In uno studio randomizzato controllato su un regime antiretrovirale a due farmaci (dual therapy) con somministrazione intermittente (solo quattro giorni la settimana), i tassi di soppressione virale sono risultati simili a quelli ottenuti con un regime giornaliero: quelli di fallimento virologico e di resistenza, però, con la modalità di trattamento intermittente erano più elevati. I risultati sono stati presentati in un poster alla Conferenza.

Gli autori dello studio avevano precedentemente ottenuto risultati promettenti con un regime a tre farmaci da assumere per soli cinque e quattro giorni consecutivi alla settimana. La somministrazione intermittente, argomentano i ricercatori, può ridurre gli effetti collaterali, abbassare i costi ed essere più pratica per chi deve assume il regime. La sostenibilità a lungo termine di questi regimi e il rischio di sviluppare resistenza che possono implicare continuano però ad essere oggetto di critiche da parte di alcuni esperti di HIV.

La somministrazione intermittente non era finora mai stata sperimentata con la dual therapy.

Tra giugno 2021 e gennaio 2022, 433 persone con infezione da HIV hanno preso parte allo studio presso diverse strutture mediche specializzate in Francia. Per essere eleggibili, i partecipanti dovevano avere carica virale costantemente non rilevabile da più di un anno e non presentare resistenze ai due farmaci che componevano il regime.

I partecipanti sono stati randomizzati in due gruppi: 219 di loro sono state assegnate al gruppo a somministrazione intermittente (assunzione dei farmaci per quattro giorni consecutivi alla settimana, con tre di "riposo") e gli altri 214 al gruppo che invece assumeva farmaci tutti i giorni. Il 66% dei partecipanti è stato trattato con dolutegravir più lamivudina (Dovato), il 34% con dolutegravir più rilpivirina (Juluca) e tre con darunavir più lamivudina.

Dopo un anno, la differenza nei tassi di soppressione virale tra i diversi gruppi è risultata trascurabile: hanno mantenuto una carica virale non rilevabile il 94,5% dei partecipanti che assumevano i farmaci solo quattro giorni la settimana e il 96,3% di quelli che li assumevano quotidianamente.

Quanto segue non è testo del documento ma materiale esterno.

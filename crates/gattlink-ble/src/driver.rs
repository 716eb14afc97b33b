//! Background task that owns the btleplug adapter
//!
//! Session calls arrive as [`Op`]s. Quick adapter calls (scan control,
//! lookups) run inline; anything that waits on the peripheral runs in its own
//! spawned task and reports a single adapter event when it finishes.

use std::collections::{HashMap, HashSet};
use std::future::Future;
use std::pin::Pin;

use btleplug::api::{Central, CentralEvent, Manager as _, Peripheral as _, ScanFilter};
use btleplug::platform::{Adapter, Manager, Peripheral, PeripheralId};
use futures::stream::{self, Stream, StreamExt};
use gattlink_core::{
    AdapterEvent, AdapterEventSender, CharacteristicHandle, PeripheralHandle, ServiceHandle,
};
use tokio::sync::mpsc;
use tokio::task::JoinHandle;
use tracing::{debug, error, info, trace, warn};
use uuid::Uuid;

use crate::config::BleSessionConfig;
use crate::error::{BleSessionError, Result};
use crate::peripheral::{self as gatt, advertises, encode_id, power_event};

type CentralEvents = Pin<Box<dyn Stream<Item = CentralEvent> + Send>>;

/// Work requested through the session
#[derive(Debug)]
pub(crate) enum Op {
    Scan(Uuid),
    StopScan,
    Retrieve(String),
    Connect(PeripheralHandle),
    CancelConnection(PeripheralHandle),
    DiscoverService {
        peripheral: PeripheralHandle,
        service: Uuid,
    },
    DiscoverCharacteristic {
        service: ServiceHandle,
        characteristic: Uuid,
    },
    Read(CharacteristicHandle),
    Write {
        characteristic: CharacteristicHandle,
        data: Vec<u8>,
        with_response: bool,
    },
    SetNotify {
        characteristic: CharacteristicHandle,
        enabled: bool,
    },
    ReadRssi(PeripheralHandle),
}

struct Known {
    handle: PeripheralHandle,
    peripheral: Peripheral,
}

struct ActiveScan {
    service: Uuid,
    reported: HashSet<PeripheralId>,
}

// ----------------------------------------------------------------------------
// Driver
// ----------------------------------------------------------------------------

pub(crate) struct Driver {
    config: BleSessionConfig,
    events: AdapterEventSender,
    ops: mpsc::UnboundedReceiver<Op>,
    adapter: Option<Adapter>,
    known: HashMap<String, Known>,
    scan: Option<ActiveScan>,
    tracked: Option<PeripheralId>,
    connecting: Option<JoinHandle<()>>,
    pump: Option<JoinHandle<()>>,
}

Nel gruppo con somministrazione intermittente sono però stati riportati otto casi di fallimento terapeutico, contro nessuno nel gruppo a dosaggio giornaliero. Sei casi si sono verificati in partecipanti trattati con dolutegravir più lamivudina. Rispetto alla rilpivirina, la lamivudina ha un'emivita breve (ossia impiega poco tempo a diminuire la sua concentrazione nell'organismo) e una barriera relativamente bassa verso la resistenza (il che significa che il virus può sviluppare rapidamente una resistenza a questo farmaco quando la concentrazione è bassa).

Degli otto partecipanti che sono andati incontro a fallimento terapeutico nel gruppo con somministrazione intermittente, si è scoperto che quattro avevano una resistenza ai farmaci che stavano assumendo.